Надо было спасать цивилизацию. Он прекрасно понимал, чем грозит западной цивилизации – нашей цивилизации, самой богатой и самой драгоценной, – гражданская война. Он понимал, что эти героические мальчики, которые мужественно уходят на фронт, сами не знают, куда идут. Разумеется, задача была проста: защитить свою землю, свой очаг, – ну а потом что? Как примирить любовь к родине со спасением Европы? Внезапно перед всеми встал выбор. В темноте, на ощупь он искал выход, ожидая, что раздастся вдруг могучий голос, который скажет: «Выход здесь!» – но слышал только бряцание оружия. Люди, активно выступавшие в период дела Дрейфуса, – Анатоль Франс, Октав Мирбо[153]

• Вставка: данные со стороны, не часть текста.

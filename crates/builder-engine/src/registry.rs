//! Single-flight registry of category fetches.
//!
//! At most one network request per category key is outstanding. Every
//! caller for a key gets a clone of the same [`SharedFetch`]; the registry
//! keeps its own clone, so a caller dropping or aborting its handle never
//! cancels the fetch for the others.

use std::cell::{Cell, RefCell};
use std::collections::HashMap;
use std::rc::{Rc, Weak};

use builder_commerce::CategoryKey;
use builder_data::CatalogApi;
use futures::future::{LocalBoxFuture, Shared};
use futures::FutureExt;

use crate::catalog::{CatalogStore, CategoryFetch};

/// A fetch that any number of subscribers may await.
pub type SharedFetch = Shared<LocalBoxFuture<'static, CategoryFetch>>;

pub struct InFlightRegistry {
    api: Rc<dyn CatalogApi>,
    catalog: Rc<RefCell<CatalogStore>>,
    pending: RefCell<HashMap<CategoryKey, SharedFetch>>,
    issued: Cell<u64>,
}

impl InFlightRegistry {
    pub fn new(api: Rc<dyn CatalogApi>, catalog: Rc<RefCell<CatalogStore>>) -> Rc<Self> {
        Rc::new(Self {
            api,
            catalog,
            pending: RefCell::new(HashMap::new()),
            issued: Cell::new(0),
        })
    }

    /// Join the in-flight fetch for `key`, or start one.
    ///
    /// The fetch is lazy: the request goes out when a subscriber first
    /// polls it. On settlement the entry is removed and the result is
    /// written to the catalog.
    pub fn fetch(self: &Rc<Self>, key: &CategoryKey) -> SharedFetch {
        if let Some(existing) = self.pending.borrow().get(key) {
            tracing::debug!(category = %key, "joining in-flight fetch");
            return existing.clone();
        }

        let api = Rc::clone(&self.api);
        let registry = Rc::downgrade(self);
        let owned = key.clone();
        let fetch = async move {
            let result = match api.fetch_category(&owned).await {
                Ok(items) => {
                    tracing::debug!(category = %owned, count = items.len(), "category fetched");
                    CategoryFetch::loaded(owned, items)
                }
                Err(e) => {
                    tracing::warn!(category = %owned, error = %e, "category fetch failed");
                    CategoryFetch::failed(owned, e)
                }
            };
            settle(&registry, &result);
            result
        }
        .boxed_local()
        .shared();

        self.issued.set(self.issued.get() + 1);
        self.pending
            .borrow_mut()
            .insert(key.clone(), fetch.clone());
        fetch
    }

    pub fn is_in_flight(&self, key: &CategoryKey) -> bool {
        self.pending.borrow().contains_key(key)
    }

    pub fn in_flight(&self) -> usize {
        self.pending.borrow().len()
    }

    /// Fetches started over the registry's lifetime.
    pub fn issued(&self) -> u64 {
        self.issued.get()
    }

    pub fn catalog(&self) -> &Rc<RefCell<CatalogStore>> {
        &self.catalog
    }
}

fn settle(registry: &Weak<InFlightRegistry>, result: &CategoryFetch) {
    let Some(registry) = registry.upgrade() else {
        return;
    };
    registry.pending.borrow_mut().remove(&result.key);
    registry.catalog.borrow_mut().record(result);
}

#[cfg(test)]
mod tests {
    use super::*;
    use async_trait::async_trait;
    use builder_commerce::catalog::Item;
    use builder_commerce::{Currency, Money};
    use builder_data::FetchError;
    use futures::future::{join_all, AbortHandle, Abortable};

    #[derive(Default)]
    struct CountingApi {
        calls: RefCell<Vec<CategoryKey>>,
        fail: bool,
    }

    #[async_trait(?Send)]
    impl CatalogApi for CountingApi {
        async fn fetch_category(&self, key: &CategoryKey) -> Result<Vec<Item>, FetchError> {
            self.calls.borrow_mut().push(key.clone());
            tokio::task::yield_now().await;
            if self.fail {
                return Err(FetchError::HttpError {
                    status: 500,
                    message: "boom".into(),
                });
            }
            Ok(vec![Item::new(
                format!("{key}-1"),
                "Thing",
                Money::new(500, Currency::USD),
            )])
        }
    }

    fn registry(api: Rc<CountingApi>) -> Rc<InFlightRegistry> {
        InFlightRegistry::new(api, Rc::new(RefCell::new(CatalogStore::new())))
    }

    #[tokio::test]
    async fn test_concurrent_requests_share_one_call() {
        let api = Rc::new(CountingApi::default());
        let registry = registry(api.clone());
        let key = CategoryKey::new("cpu");

        let subscribers: Vec<_> = (0..5).map(|_| registry.fetch(&key)).collect();
        assert!(registry.is_in_flight(&key));

        let results = join_all(subscribers).await;
        assert_eq!(api.calls.borrow().len(), 1);
        assert!(results.iter().all(|r| r.items.len() == 1));
        assert!(!registry.is_in_flight(&key));
        assert_eq!(registry.catalog().borrow().items(&key).len(), 1);
    }

    #[tokio::test]
    async fn test_settled_key_fetches_again() {
        let api = Rc::new(CountingApi::default());
        let registry = registry(api.clone());
        let key = CategoryKey::new("gpu");

        registry.fetch(&key).await;
        registry.fetch(&key).await;
        assert_eq!(api.calls.borrow().len(), 2);
        assert_eq!(registry.issued(), 2);
    }

    #[tokio::test]
    async fn test_failure_settles_as_empty() {
        let api = Rc::new(CountingApi {
            fail: true,
            ..Default::default()
        });
        let registry = registry(api);
        let key = CategoryKey::new("psu");

        let result = registry.fetch(&key).await;
        assert!(result.is_failure());
        assert!(result.items.is_empty());
        assert!(registry.catalog().borrow().is_settled(&key));
        assert_eq!(registry.in_flight(), 0);
    }

    #[tokio::test]
    async fn test_aborted_subscriber_does_not_cancel_others() {
        let api = Rc::new(CountingApi::default());
        let registry = registry(api.clone());
        let key = CategoryKey::new("case");

        let (handle, reg) = AbortHandle::new_pair();
        let aborted = Abortable::new(registry.fetch(&key), reg);
        let survivor = registry.fetch(&key);
        handle.abort();

        assert!(aborted.await.is_err());
        let result = survivor.await;
        assert_eq!(result.items.len(), 1);
        assert_eq!(api.calls.borrow().len(), 1);
    }
}
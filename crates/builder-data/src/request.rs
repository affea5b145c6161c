//! HTTP request builder.

use serde::Serialize;

use crate::FetchError;

/// HTTP methods used against the store.
#[derive(Debug, Clone, Copy, PartialEq, Eq)]
pub enum Method {
    Get,
    Post,
}

impl Method {
    /// Convert to HTTP method string.
    pub fn as_str(&self) -> &'static str {
        match self {
            Method::Get => "GET",
            Method::Post => "POST",
        }
    }
}

/// A fully built request, ready for a transport.
#[derive(Debug, Clone, PartialEq, Eq)]
pub struct Request {
    pub method: Method,
    /// Absolute URL including the encoded query string.
    pub url: String,
    pub headers: Vec<(String, String)>,
    pub body: Option<Vec<u8>>,
    /// Send cookies/session credentials with the request.
    pub include_credentials: bool,
}

impl Request {
    /// Get a header value (case-insensitive).
    pub fn header(&self, key: &str) -> Option<&str> {
        self.headers
            .iter()
            .find(|(k, _)| k.eq_ignore_ascii_case(key))
            .map(|(_, v)| v.as_str())
    }

    /// Decode the body as JSON.
    pub fn json_body<T: serde::de::DeserializeOwned>(&self) -> Result<T, FetchError> {
        let body = self.body.as_deref().unwrap_or_default();
        Ok(serde_json::from_slice(body)?)
    }
}

/// A builder for constructing HTTP requests.
#[derive(Debug, Clone)]
pub struct RequestBuilder {
    method: Method,
    url: String,
    query: Vec<(String, String)>,
    headers: Vec<(String, String)>,
    body: Option<Vec<u8>>,
    include_credentials: bool,
}

impl RequestBuilder {
    /// Create a new request builder.
    pub fn new(method: Method, url: impl Into<String>) -> Self {
        Self {
            method,
            url: url.into(),
            query: Vec::new(),
            headers: Vec::new(),
            body: None,
            include_credentials: false,
        }
    }

    /// Add a header, replacing any previous value for the same name.
    pub fn header(mut self, key: impl Into<String>, value: impl Into<String>) -> Self {
        let key = key.into();
        self.headers.retain(|(k, _)| !k.eq_ignore_ascii_case(&key));
        self.headers.push((key, value.into()));
        self
    }

    /// Append a query parameter. Repeated keys are kept in order.
    pub fn query(mut self, key: impl Into<String>, value: impl Into<String>) -> Self {
        self.query.push((key.into(), value.into()));
        self
    }

    /// Set the request body as JSON.
    pub fn json<T: Serialize>(self, value: &T) -> Result<Self, FetchError> {
        let json = serde_json::to_vec(value)?;
        let mut builder = self.header("Content-Type", "application/json");
        builder.body = Some(json);
        Ok(builder)
    }

    /// Send cookies/session credentials with the request.
    pub fn with_credentials(mut self) -> Self {
        self.include_credentials = true;
        self
    }

    /// Set the Accept header.
    pub fn accept(self, content_type: impl Into<String>) -> Self {
        self.header("Accept", content_type)
    }

    /// Finish the request, encoding the query string onto the URL.
    pub fn build(self) -> Request {
        let url = if self.query.is_empty() {
            self.url
        } else {
            let encoded = url::form_urlencoded::Serializer::new(String::new())
                .extend_pairs(self.query.iter())
                .finish();
            let separator = if self.url.contains('?') { '&' } else { '?' };
            format!("{}{}{}", self.url, separator, encoded)
        };

        Request {
            method: self.method,
            url,
            headers: self.headers,
            body: self.body,
            include_credentials: self.include_credentials,
        }
    }
}

#[cfg(test)]
mod tests {
    use super::*;

    #[test]
    fn test_query_encoding() {
        let req = RequestBuilder::new(Method::Get, "https://shop.test/api/products")
            .query("category", "air cooler")
            .query("per_page", "100")
            .build();
        assert_eq!(
            req.url,
            "https://shop.test/api/products?category=air+cooler&per_page=100"
        );
    }

    #[test]
    fn test_query_appends_to_existing() {
        let req = RequestBuilder::new(Method::Get, "https://shop.test/cart?lang=en")
            .query("add-to-cart", "1")
            .query("add-to-cart", "2")
            .build();
        assert_eq!(req.url, "https://shop.test/cart?lang=en&add-to-cart=1&add-to-cart=2");
    }

    #[test]
    fn test_header_replaced_case_insensitively() {
        let req = RequestBuilder::new(Method::Get, "https://shop.test")
            .header("x-cart-nonce", "old")
            .header("X-Cart-Nonce", "new")
            .build();
        assert_eq!(req.headers.len(), 1);
        assert_eq!(req.header("X-CART-NONCE"), Some("new"));
    }

    #[test]
    fn test_json_body() {
        let req = RequestBuilder::new(Method::Post, "https://shop.test/cart/add-item")
            .json(&serde_json::json!({ "id": "5", "quantity": 1 }))
            .unwrap()
            .with_credentials()
            .build();
        assert_eq!(req.header("content-type"), Some("application/json"));
        assert!(req.include_credentials);
        let body: serde_json::Value = req.json_body().unwrap();
        assert_eq!(body["id"], "5");
    }
}
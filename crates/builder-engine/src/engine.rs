//! The per-session engine the presentation layer talks to.

use std::cell::{Cell, RefCell};
use std::collections::BTreeMap;
use std::rc::Rc;

use builder_commerce::catalog::{ComponentSlot, Item};
use builder_commerce::{CategoryKey, ItemId, Money, OrderLine, SlotKey};
use builder_data::{CartApi, CatalogApi};
use futures::future::{AbortHandle, Abortable, LocalBoxFuture};
use futures::FutureExt;

use crate::catalog::{CatalogStore, CategoryFetch, CategoryStatus};
use crate::config::EngineConfig;
use crate::prefetch::{ActiveGuard, PrefetchPlan, PrefetchProgress, PrefetchRun};
use crate::registry::InFlightRegistry;
use crate::selection::{SelectOutcome, Selection, SelectionStore, SlotValue};
use crate::submission::{CartSubmission, CartSubmissionAttempt, Navigator};
use crate::EngineError;

/// Catalog, in-flight fetches, selection and submission state of one
/// builder session.
///
/// Single-threaded: state lives behind `Rc`/`RefCell` and is never
/// borrowed across an await point.
pub struct BuilderEngine {
    config: EngineConfig,
    catalog: Rc<RefCell<CatalogStore>>,
    registry: Rc<InFlightRegistry>,
    selection: RefCell<SelectionStore>,
    cart: Rc<dyn CartApi>,
    navigator: Rc<dyn Navigator>,
    prefetch_active: Rc<Cell<bool>>,
    prefetch_progress: Rc<Cell<Option<PrefetchProgress>>>,
    submitting: Rc<Cell<bool>>,
    last_submission: RefCell<Option<CartSubmissionAttempt>>,
}

impl BuilderEngine {
    pub fn new(
        config: EngineConfig,
        slots: Vec<ComponentSlot>,
        catalog_api: Rc<dyn CatalogApi>,
        cart: Rc<dyn CartApi>,
        navigator: Rc<dyn Navigator>,
    ) -> Self {
        let catalog = Rc::new(RefCell::new(CatalogStore::new()));
        let registry = InFlightRegistry::new(catalog_api, Rc::clone(&catalog));
        Self {
            config,
            catalog,
            registry,
            selection: RefCell::new(SelectionStore::new(slots)),
            cart,
            navigator,
            prefetch_active: Rc::new(Cell::new(false)),
            prefetch_progress: Rc::new(Cell::new(None)),
            submitting: Rc::new(Cell::new(false)),
            last_submission: RefCell::new(None),
        }
    }

    pub fn config(&self) -> &EngineConfig {
        &self.config
    }

    pub fn slots(&self) -> Vec<ComponentSlot> {
        self.selection.borrow().slots().to_vec()
    }

    /// Items for `key`, from the catalog when it holds non-empty data,
    /// otherwise from the (possibly shared) network fetch.
    ///
    /// The returned future is detached from the engine borrow.
    pub fn request_category(&self, key: &CategoryKey) -> LocalBoxFuture<'static, CategoryFetch> {
        if let Some(items) = self.catalog.borrow().cached(key) {
            tracing::trace!(category = %key, "category served from catalog");
            let fetch = CategoryFetch {
                key: key.clone(),
                items,
                failure: None,
            };
            return futures::future::ready(fetch).boxed_local();
        }
        self.registry.fetch(key).boxed_local()
    }

    /// [`BuilderEngine::request_category`] with a handle that abandons
    /// this caller's interest without cancelling the shared fetch.
    pub fn request_category_abortable(
        &self,
        key: &CategoryKey,
    ) -> (Abortable<LocalBoxFuture<'static, CategoryFetch>>, AbortHandle) {
        let (handle, registration) = AbortHandle::new_pair();
        (Abortable::new(self.request_category(key), registration), handle)
    }

    /// Start prefetching every category the slots draw from.
    ///
    /// While a run is active a second call yields an empty stream.
    pub fn run_prefetch(&self, slots: &[ComponentSlot]) -> PrefetchRun {
        let Some(guard) = ActiveGuard::acquire(&self.prefetch_active) else {
            tracing::debug!("prefetch already running");
            return PrefetchRun::inert(Rc::clone(&self.prefetch_progress));
        };
        let plan = {
            let catalog = self.catalog.borrow();
            PrefetchPlan::build(slots, self.config.priority_slot_count, |key| {
                catalog.is_settled(key)
            })
        };
        PrefetchRun::start(
            plan,
            Rc::clone(&self.registry),
            Rc::clone(&self.prefetch_progress),
            guard,
        )
    }

    pub fn catalog(&self) -> BTreeMap<CategoryKey, Rc<[Item]>> {
        self.catalog.borrow().snapshot()
    }

    pub fn category_items(&self, key: &CategoryKey) -> Rc<[Item]> {
        self.catalog.borrow().items(key)
    }

    pub fn category_status(&self, key: &CategoryKey) -> Option<CategoryStatus> {
        self.catalog.borrow().status(key).cloned()
    }

    pub fn catalog_revision(&self) -> u64 {
        self.catalog.borrow().revision()
    }

    /// Items of every category the slot draws from. Unknown slot: empty.
    pub fn slot_items(&self, slot_key: &SlotKey) -> Vec<Item> {
        let selection = self.selection.borrow();
        match selection.slot(slot_key) {
            Some(slot) => self.catalog.borrow().slot_items(slot),
            None => Vec::new(),
        }
    }

    /// Category fetches sent over the network so far.
    pub fn network_fetches(&self) -> u64 {
        self.registry.issued()
    }

    pub fn is_prefetching(&self) -> bool {
        self.prefetch_active.get()
    }

    pub fn prefetch_progress(&self) -> Option<PrefetchProgress> {
        self.prefetch_progress.get()
    }

    pub fn prefetch_percent(&self) -> Option<u8> {
        self.prefetch_progress.get().map(|p| p.percent())
    }

    pub fn select(&self, slot_key: &SlotKey, item: Item) -> Result<SelectOutcome, EngineError> {
        self.selection.borrow_mut().select(slot_key, item)
    }

    /// Apply queued confirmed writes. Call once the triggering event has
    /// been handled.
    pub fn flush_deferred(&self) -> usize {
        self.selection.borrow_mut().flush_deferred()
    }

    pub fn has_pending_writes(&self) -> bool {
        self.selection.borrow().has_pending_writes()
    }

    pub fn clear_optimistic_updates(&self) {
        self.selection.borrow_mut().clear_optimistic_updates();
    }

    pub fn merged_selection(&self) -> Selection {
        self.selection.borrow().merged()
    }

    pub fn slot_value(&self, slot_key: &SlotKey) -> Option<SlotValue> {
        self.selection.borrow().merged_value(slot_key).cloned()
    }

    pub fn is_chosen(&self, slot_key: &SlotKey, id: &ItemId) -> bool {
        self.selection.borrow().is_chosen(slot_key, id)
    }

    pub fn order_lines(&self) -> Vec<OrderLine> {
        self.selection.borrow().order_lines()
    }

    pub fn total(&self) -> Money {
        self.selection.borrow().total()
    }

    pub fn formatted_total(&self) -> String {
        self.selection.borrow().formatted_total()
    }

    pub fn slot_total(&self, slot_key: &SlotKey) -> Money {
        self.selection.borrow().slot_total(slot_key)
    }

    /// Add every selected item to the cart.
    ///
    /// The returned attempt carries the terminal state; a submission that
    /// ends `Failed` is still `Ok` here. `Err(Busy)` means another
    /// submission is running.
    pub async fn submit_cart(&self) -> Result<CartSubmissionAttempt, EngineError> {
        let Some(_busy) = ActiveGuard::acquire(&self.submitting) else {
            return Err(EngineError::Busy);
        };
        let lines = self.order_lines();

        let attempt = CartSubmission::new(
            self.cart.as_ref(),
            self.navigator.as_ref(),
            &self.config.cart_url,
        )
        .run(lines)
        .await;

        *self.last_submission.borrow_mut() = Some(attempt.clone());
        Ok(attempt)
    }

    pub fn is_submitting(&self) -> bool {
        self.submitting.get()
    }

    pub fn last_submission(&self) -> Option<CartSubmissionAttempt> {
        self.last_submission.borrow().clone()
    }

    /// Error of the most recent submission, if it failed.
    pub fn submission_error(&self) -> Option<EngineError> {
        self.last_submission
            .borrow()
            .as_ref()
            .and_then(CartSubmissionAttempt::error)
    }
}
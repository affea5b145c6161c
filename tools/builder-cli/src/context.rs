//! CLI execution context.

use std::path::{Path, PathBuf};
use std::rc::Rc;
use std::time::Duration;

use anyhow::{Context as _, Result};
use builder_data::{ReqwestTransport, StoreClient};
use builder_engine::{BuilderEngine, NavigationError, Navigator};

use crate::config::{BuilderConfig, CONFIG_FILE_NAMES};
use crate::output::Output;

/// Execution context for CLI commands.
pub struct Context {
    pub config: BuilderConfig,
    pub output: Output,
    /// Where the config came from, if a file was found.
    pub config_path: Option<PathBuf>,
    pub cwd: PathBuf,
}

impl Context {
    /// Load context from an explicit config file, or the nearest one found.
    pub fn load(config_path: Option<&str>, output: Output) -> Result<Self> {
        let cwd = std::env::current_dir().context("Failed to get current directory")?;

        let (config, config_path) = match config_path {
            Some(path) => (BuilderConfig::load(path)?, Some(PathBuf::from(path))),
            None => match Self::find_config(&cwd) {
                Some((config, path)) => (config, Some(path)),
                None => (BuilderConfig::default(), None),
            },
        };

        Ok(Self {
            config: config.with_env_overrides(),
            output,
            config_path,
            cwd,
        })
    }

    /// Find config file in directory tree.
    fn find_config(start: &Path) -> Option<(BuilderConfig, PathBuf)> {
        let mut current = start.to_path_buf();
        loop {
            for name in CONFIG_FILE_NAMES {
                let path = current.join(name);
                if path.exists() {
                    if let Ok(config) = BuilderConfig::load(path.to_str()?) {
                        return Some((config, path));
                    }
                }
            }

            if !current.pop() {
                return None;
            }
        }
    }

    /// A fresh engine session over the configured store.
    pub fn engine(&self) -> Result<BuilderEngine> {
        let timeout = Duration::from_secs(self.config.session.timeout_secs);
        let transport = ReqwestTransport::new(timeout).context("Failed to create HTTP client")?;
        let store = Rc::new(StoreClient::new(Rc::new(transport), self.config.store.clone()));
        let navigator = Rc::new(TerminalNavigator {
            output: self.output.clone(),
        });

        self.output
            .debug(&format!("Store API: {}", self.config.store.base_url));

        Ok(BuilderEngine::new(
            self.config.engine_config(),
            self.config.slots.clone(),
            store.clone(),
            store,
            navigator,
        ))
    }
}

/// "Navigates" by telling the user which page to open.
struct TerminalNavigator {
    output: Output,
}

impl Navigator for TerminalNavigator {
    fn navigate(&self, url: &str) -> Result<(), NavigationError> {
        if !url.starts_with("http://") && !url.starts_with("https://") {
            return Err(NavigationError(format!("refusing to open {url}")));
        }
        self.output.info(&format!("Open {url} to review your cart"));
        Ok(())
    }
}
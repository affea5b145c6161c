//! CLI command implementations.

pub mod build;
pub mod config;
pub mod prefetch;
pub mod slots;

use clap::{Args, Subcommand};

/// Arguments for the prefetch command.
#[derive(Args)]
pub struct PrefetchArgs {
    /// Only prefetch these slots (default: all configured slots).
    #[arg(short, long)]
    pub slot: Vec<String>,
}

/// Arguments for the slots command.
#[derive(Args)]
pub struct SlotsArgs {
    #[command(subcommand)]
    pub command: Option<SlotsCommand>,
}

#[derive(Subcommand)]
pub enum SlotsCommand {
    /// List configured slots.
    List,
    /// Fetch and filter the items of one slot.
    Show {
        /// Slot key.
        slot: String,

        /// Case-insensitive name search.
        #[arg(short, long)]
        search: Option<String>,

        /// Category tab.
        #[arg(long)]
        category: Option<String>,

        /// Value of the slot's type attribute.
        #[arg(long = "type")]
        type_value: Option<String>,

        /// Value of the slot's capacity attribute.
        #[arg(long)]
        capacity: Option<String>,
    },
}

/// Arguments for the build command.
#[derive(Args)]
pub struct BuildArgs {
    /// Item to select, as `slot=item_id`. Repeat for multi-select slots.
    #[arg(short, long = "pick", value_name = "SLOT=ITEM")]
    pub picks: Vec<String>,

    /// Show the build and total without adding it to the cart.
    #[arg(long)]
    pub dry_run: bool,
}

/// Arguments for the config command.
#[derive(Args)]
pub struct ConfigArgs {
    #[command(subcommand)]
    pub command: ConfigCommand,
}

#[derive(Subcommand)]
pub enum ConfigCommand {
    /// Show current configuration.
    Show,
    /// Initialize a new config file.
    Init {
        /// Store API root.
        #[arg(long, default_value = "http://localhost:8080/wp-json/builder/v1")]
        base_url: String,

        /// Cart page URL.
        #[arg(long, default_value = "http://localhost:8080/cart")]
        cart_url: String,

        /// Force overwrite existing config.
        #[arg(short, long)]
        force: bool,
    },
    /// Validate the config file.
    Validate,
}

– хранили молчание. Все спасовали, а Жорес был убит. «Везде только убийственная ненависть, разжигаемая фразерами, которые сами ничем не рискуют». Друзья Роллана – Шарль Пеги, Луи Жийе, Жан Ришар Блок[154] – ушли воевать. Сам он перебрался в Швейцарию, думая, что его назначение – сказать то, чего никто ни во Франции, ни в Германии сказать не решится.«Великий народ, втянутый в войну, должен защищать не только свои границы; он должен защищать также свой разум. Он должен спасать его от галлюцинаций, от несправедливостей, от глупости, которые это бедствие спускает с цепи. Каждому своя обязанность: армиям – охранять родную землю, а людям мысли – защищать свою мысль. Если они поставят ее на службу страстям своего народа, может случиться, что они сделаются их полезными орудиями; но они рискуют предать разум, который занимает не последнее место в наследии этого народа»[155]
.Он надеялся, что, если, поднявшись над страстями, воззвать к совести, самые великие из немцев не могут не откликнуться на его голос. Узнав 29 августа 1914 года о разрушении Лёвена[156]
, прославленного центра культуры, он опубликовал открытое письмо Герхарту Гауптману. «Я не из тех французов, Герхарт Гауптман, которые Германию считают варваром. Я знаю умственное и нравственное величие Вашей могущественной расы… Наш траур я не ставлю Вам в укор; Ваш траур окажется не меньше. Если Франция разорена, то же самое случится и с Германией», – писал Роллан, упрекая тем не менее немецкого собрата по перу в чудовищных и бесполезных деяниях. «Вы бомбардируете Малин, вы сжигаете Рубенса. Лёвен уже не больше чем куча пепла, – Лёвен, с его сокровищами искусства и науки, – священный город! Но кто же вы такие? И каким же именем, Гауптман, называть вас после этого, вас, отвергающих имя варваров? Чьи внуки вы – Гёте или Аттилы?.. Жду от Вас ответа, Гауптман, ответа, который был бы поступком»[157].